Stefan Pohlit, preface to the 4th string quartet, Rain, 2017


    Within the global music of today, the composer Stefan Pohlit (born 1976) proposes an exceptional shift of paradigms. The apparent contradictions between cultural heritage and modernism appear reconciled, the dehumanizing forces of materialistic technocracy overcome by a “Green New Deal” of sustainability which he himself has called “Epistemology of Tone”.
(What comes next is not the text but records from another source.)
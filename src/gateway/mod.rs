//! Publish gateway
//!
//! Every POST, whatever its path, is one publish attempt:
//! body read → JSON parse → field validation → broker publish → JSON response.
//! Nothing is retried and nothing survives the request.

pub mod request;
pub mod response;

pub use request::PublishRequest;
pub use response::{PublishResponse, RequestRejection};

use crate::broker::{PublishError, Publisher};
use crate::config::{GatewayConfig, DEFAULT_MAX_BODY_BYTES};
use crate::metrics::{record_publish_failure, record_publish_success, record_request};
use axum::{
    body::{Body, Bytes},
    extract::State,
    http::{header::CONTENT_LENGTH, HeaderMap, StatusCode},
    response::{IntoResponse, Response},
    routing::post,
    Json, Router,
};
use std::sync::Arc;
use std::time::{Duration, Instant};
use tracing::{debug, error, field, info, instrument, warn, Span};
use uuid::Uuid;

/// Shared, read-only dependencies of the publish handler
#[derive(Clone)]
pub struct GatewayState {
    publisher: Arc<dyn Publisher>,
    project_id: Arc<str>,
    publish_timeout: Option<Duration>,
    max_body_bytes: usize,
}

impl GatewayState {
    pub fn new(publisher: Arc<dyn Publisher>, project_id: impl Into<Arc<str>>) -> Self {
        Self {
            publisher,
            project_id: project_id.into(),
            publish_timeout: None,
            max_body_bytes: DEFAULT_MAX_BODY_BYTES,
        }
    }

    pub fn from_config(config: &GatewayConfig, publisher: Arc<dyn Publisher>) -> Self {
        Self::new(publisher, config.project_id.as_str())
            .with_publish_timeout(config.publish_timeout)
            .with_max_body_bytes(config.max_body_bytes)
    }

    /// Bound the broker acknowledgment wait; `None` waits indefinitely
    pub fn with_publish_timeout(mut self, timeout: Option<Duration>) -> Self {
        self.publish_timeout = timeout;
        self
    }

    pub fn with_max_body_bytes(mut self, limit: usize) -> Self {
        self.max_body_bytes = limit;
        self
    }
}

/// Create the publish router
///
/// The path is never inspected; non-POST methods get axum's 405.
pub fn router(state: GatewayState) -> Router {
    Router::new()
        .route("/", post(publish_handler))
        .route("/{*path}", post(publish_handler))
        .with_state(state)
}

#[instrument(
    name = "publish_request",
    skip_all,
    fields(request_id = %Uuid::new_v4(), topic = field::Empty)
)]
async fn publish_handler(
    State(state): State<GatewayState>,
    headers: HeaderMap,
    body: Body,
) -> Response {
    match handle_publish(&state, &headers, body).await {
        Ok(topic_name) => {
            record_request("published");
            (StatusCode::OK, Json(PublishResponse::published(&topic_name))).into_response()
        }
        Err(rejection) => {
            record_request(rejection.outcome_label());
            match &rejection {
                RequestRejection::PublishFailed(e) => {
                    warn!(error = %e, "Error publishing message");
                }
                RequestRejection::Unexpected(reason) => {
                    error!(error = %reason, "An unexpected error occurred");
                }
                other => debug!(reason = %other, "Rejected publish request"),
            }
            rejection.into_response()
        }
    }
}

/// Run one request through validation and publish; returns the topic name
async fn handle_publish(
    state: &GatewayState,
    headers: &HeaderMap,
    body: Body,
) -> Result<String, RequestRejection> {
    let raw = read_body(headers, body, state.max_body_bytes).await?;
    let PublishRequest {
        content,
        pubsub_name,
    } = PublishRequest::from_body(&raw)?;

    let publisher = &state.publisher;
    let backend = publisher.backend();
    let topic = publisher.resolve_topic(&state.project_id, &pubsub_name);
    Span::current().record("topic", topic.name.as_str());
    let payload = Bytes::from(content);

    let started = Instant::now();
    let outcome = match state.publish_timeout {
        Some(limit) => tokio::time::timeout(limit, publisher.publish(&topic, payload))
            .await
            .unwrap_or_else(|_| Err(PublishError::TimedOut(limit))),
        None => publisher.publish(&topic, payload).await,
    };

    match outcome {
        Ok(ack) => {
            let elapsed = started.elapsed();
            record_publish_success(backend, elapsed);
            info!(
                backend,
                resolved = %topic.resolved,
                message_id = ack.message_id.as_deref().unwrap_or("-"),
                elapsed_ms = elapsed.as_millis() as u64,
                "Message published"
            );
            Ok(pubsub_name)
        }
        Err(e) => {
            record_publish_failure(backend, e.error_type_label());
            debug!(backend, resolved = %topic.resolved, "Broker did not acknowledge");
            Err(RequestRejection::PublishFailed(e))
        }
    }
}

/// Read exactly the declared `Content-Length` bytes
async fn read_body(headers: &HeaderMap, body: Body, limit: usize) -> Result<Bytes, RequestRejection> {
    let declared = declared_length(headers)?;
    if declared > limit {
        return Err(RequestRejection::Unexpected(format!(
            "request body of {declared} bytes exceeds the {limit} byte limit"
        )));
    }

    let bytes = axum::body::to_bytes(body, declared)
        .await
        .map_err(|e| RequestRejection::Unexpected(format!("failed to read request body: {e}")))?;

    if bytes.len() != declared {
        return Err(RequestRejection::Unexpected(format!(
            "Content-Length declared {declared} bytes but the body had {}",
            bytes.len()
        )));
    }

    Ok(bytes)
}

fn declared_length(headers: &HeaderMap) -> Result<usize, RequestRejection> {
    let value = headers.get(CONTENT_LENGTH).ok_or_else(|| {
        RequestRejection::Unexpected("missing Content-Length header".to_string())
    })?;

    value
        .to_str()
        .ok()
        .and_then(|v| v.trim().parse::<usize>().ok())
        .ok_or_else(|| {
            RequestRejection::Unexpected(format!("invalid Content-Length header: {value:?}"))
        })
}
    Beneath the quantum-foam of the “new music”, his work may be summarized as an attempt to bring sound back to life, to resurrect serious inquiry into the human psyché at a time when advanced music is threatened, unlike ever before, by loose capitalism and self-serving policies. Since Pohlit‘s return to Germany, collaborations with world-class performers such as the Sonar Quartet, Klangforum Heidelberg, Ensemble Risonanze Erranti, the SWR-Vokalensemble Stuttgart, the kanun virtuoso Tahir Aydoğdu, the trumpet player Nenad Markovic, and the pianist David Ezra Okonşar, with orchestras such as the Staatsphilharmonie Rheinland-Pfalz and the hr-Sinfonieorchester Frankfurt have documented the growing interest in his contribution.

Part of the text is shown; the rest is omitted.